### Work to be completed
Extract, exactly as written, all lines of the material below from the line that includes "accumulate_3x3::<ALIGN, MASKED>(value, &rows, col, select, &mut" through its last line.

### Record excerpts
* * * *
//! SSE4.1 absolute difference kernels.

// SAFETY: `index as i8` reinterprets the mask byte for the signed broadcast.
#![allow(clippy::cast_possible_wrap)]

use std::arch::x86_64::*;

use crate::memory::align_lo;
pub(crate) use crate::simd::x86_sse41::A;
use crate::simd::x86_sse41::{extract_u64_sum, load_si128, right_not_zero_si128};
use crate::view::Raster;

/// Selector for [`abs_difference_sum_body`].
#[target_feature(enable = "sse4.1")]
pub(crate) unsafe fn abs_difference_sum(a: &Raster<'_, u8>, b: &Raster<'_, u8>) -> u64 {
    if a.is_aligned(A) && b.is_aligned(A) {
        abs_difference_sum_body::<true>(a, b)
    } else {
        abs_difference_sum_body::<false>(a, b)
    }
}

#[target_feature(enable = "sse4.1")]
#[inline]
unsafe fn abs_difference_sum_body<const ALIGN: bool>(a: &Raster<'_, u8>, b: &Raster<'_, u8>) -> u64 {
    let width = a.width();
    let body = align_lo(width, A);
    let tail_mask = right_not_zero_si128(width - body);
    let mut sum = _mm_setzero_si128();
    for y in 0..a.height() {
        let (row_a, row_b) = (a.row(y).as_ptr(), b.row(y).as_ptr());
        let mut col = 0;
        while col < body {
            let va = load_si128::<ALIGN, _>(row_a.add(col));
            let vb = load_si128::<ALIGN, _>(row_b.add(col));
            sum = _mm_add_epi64(sum, _mm_sad_epu8(va, vb));
            col += A;
        }
        if body != width {
            let va = _mm_and_si128(load_si128::<false, _>(row_a.add(width - A)), tail_mask);
            let vb = _mm_and_si128(load_si128::<false, _>(row_b.add(width - A)), tail_mask);
            sum = _mm_add_epi64(sum, _mm_sad_epu8(va, vb));
        }
    }
    extract_u64_sum(sum)
}

/// Selector for [`abs_difference_sum_masked_body`].
#[target_feature(enable = "sse4.1")]
pub(crate) unsafe fn abs_difference_sum_masked(
    a: &Raster<'_, u8>,
    b: &Raster<'_, u8>,
    mask: &Raster<'_, u8>,
    index: u8,
) -> u64 {
    if a.is_aligned(A) && b.is_aligned(A) && mask.is_aligned(A) {
        abs_difference_sum_masked_body::<true>(a, b, mask, index)
    } else {
        abs_difference_sum_masked_body::<false>(a, b, mask, index)
    }
}

#[target_feature(enable = "sse4.1")]
#[inline]
unsafe fn abs_difference_sum_masked_body<const ALIGN: bool>(
    a: &Raster<'_, u8>,
    b: &Raster<'_, u8>,
    mask: &Raster<'_, u8>,
    index: u8,
) -> u64 {
    let width = a.width();
    let body = align_lo(width, A);
    let tail_mask = right_not_zero_si128(width - body);
    let index = _mm_set1_epi8(index as i8);
    let mut sum = _mm_setzero_si128();
    for y in 0..a.height() {
        let (row_a, row_b) = (a.row(y).as_ptr(), b.row(y).as_ptr());
        let row_mask = mask.row(y).as_ptr();
        let mut col = 0;
        while col < body {
            let select = _mm_cmpeq_epi8(load_si128::<ALIGN, _>(row_mask.add(col)), index);
            let va = _mm_and_si128(load_si128::<ALIGN, _>(row_a.add(col)), select);
            let vb = _mm_and_si128(load_si128::<ALIGN, _>(row_b.add(col)), select);
            sum = _mm_add_epi64(sum, _mm_sad_epu8(va, vb));
            col += A;
        }
        if body != width {
            let col = width - A;
            let select = _mm_and_si128(
                _mm_cmpeq_epi8(load_si128::<false, _>(row_mask.add(col)), index),
                tail_mask,
            );
            let va = _mm_and_si128(load_si128::<false, _>(row_a.add(col)), select);
            let vb = _mm_and_si128(load_si128::<false, _>(row_b.add(col)), select);
            sum = _mm_add_epi64(sum, _mm_sad_epu8(va, vb));
        }
    }
    extract_u64_sum(sum)
}

/// Adds the nine shifted differences of one `current` vector.
///
/// `rows` point at column 0 of the background rows above, at and below the
/// current row; `col` is the interior column, so `rows[i] + col` is the
/// `dx = -1` neighbour.
#[inline(always)]
unsafe fn accumulate_3x3<const ALIGN: bool, const SELECT: bool>(
    current: __m128i,
    rows: &[*const u8; 3],
    col: usize,
    select: __m128i,
    sums: &mut [__m128i; 9],
) {
    for (dy, &row) in rows.iter().enumerate() {
        let row = row.add(col);
        let neighbours = [
            load_si128::<ALIGN, _>(row),
            load_si128::<false, _>(row.add(1)),
            load_si128::<false, _>(row.add(2)),
        ];
        for (dx, value) in neighbours.into_iter().enumerate() {
            let value = if SELECT {
                _mm_and_si128(value, select)
            } else {
                value
            };
            let sum = &mut sums[dy * 3 + dx];
            *sum = _mm_add_epi64(*sum, _mm_sad_epu8(current, value));
        }
    }
}

/// Selector for [`abs_difference_sums_3x3_body`]. Only the background loads
/// can be aligned; current and mask reads start one pixel in.
#[target_feature(enable = "sse4.1")]
pub(crate) unsafe fn abs_difference_sums_3x3(
    current: &Raster<'_, u8>,
    background: &Raster<'_, u8>,
    mask: Option<&Raster<'_, u8>>,
    index: u8,
) -> [u64; 9] {
    match (background.is_aligned(A), mask.is_some()) {
        (true, true) => abs_difference_sums_3x3_body::<true, true>(current, background, mask, index),
        (false, true) => abs_difference_sums_3x3_body::<false, true>(current, background, mask, index),
        (true, false) => abs_difference_sums_3x3_body::<true, false>(current, background, mask, index),
        (false, false) => {
            abs_difference_sums_3x3_body::<false, false>(current, background, mask, index)
        }
    }
}

#[target_feature(enable = "sse4.1")]
#[inline]
unsafe fn abs_difference_sums_3x3_body<const ALIGN: bool, const MASKED: bool>(
    current: &Raster<'_, u8>,
    background: &Raster<'_, u8>,
    mask: Option<&Raster<'_, u8>>,
    index: u8,
) -> [u64; 9] {
    let width = current.width() - 2;
    let body = align_lo(width, A);
    let tail_mask = right_not_zero_si128(width - body);
    let index = _mm_set1_epi8(index as i8);
    let all = _mm_set1_epi8(-1);
    let mut sums = [_mm_setzero_si128(); 9];
    for y in 1..current.height() - 1 {
        let row = current.row(y).as_ptr().add(1);
        let row_mask = mask.map_or(std::ptr::null(), |mask| mask.row(y).as_ptr().add(1));
        let rows = [
            background.row(y - 1).as_ptr(),
            background.row(y).as_ptr(),
            background.row(y + 1).as_ptr(),
        ];
        let mut col = 0;
        while col < body {
            let mut value = load_si128::<false, _>(row.add(col));
            let mut select = all;
            if MASKED {
                select = _mm_cmpeq_epi8(load_si128::<false, _>(row_mask.add(col)), index);
                value = _mm_and_si128(value, select);
            }
            accumulate_3x3::<ALIGN, MASKED>(value, &rows, col, select, &mut sums);
            col += A;
        }
        if body != width {
            let col = width - A;
            let mut select = tail_mask;
            if MASKED {
                let hits = _mm_cmpeq_epi8(load_si128::<false, _>(row_mask.add(col)), index);
                select = _mm_and_si128(select, hits);
            }
            let value = _mm_and_si128(load_si128::<false, _>(row.add(col)), select);
            accumulate_3x3::<false, true>(value, &rows, col, select, &mut sums);
        }
    }
    let mut totals = [0u64; 9];
    for (total, sum) in totals.iter_mut().zip(sums) {
        *total = extract_u64_sum(sum);
    }
    totals
}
* * * *
### Your solution
            accumulate_3x3::<ALIGN, MASKED>(value, &rows, col, select, &mut sums);
            col += A;
        }
        if body != width {
            let col = width - A;
            let mut select = tail_mask;
            if MASKED {
                let hits = _mm_cmpeq_epi8(load_si128::<false, _>(row_mask.add(col)), index);
                select = _mm_and_si128(select, hits);
            }
            let value = _mm_and_si128(load_si128::<false, _>(row.add(col)), select);
            accumulate_3x3::<false, true>(value, &rows, col, select, &mut sums);
        }
    }
    let mut totals = [0u64; 9];
    for (total, sum) in totals.iter_mut().zip(sums) {
        *total = extract_u64_sum(sum);
    }
    totals
}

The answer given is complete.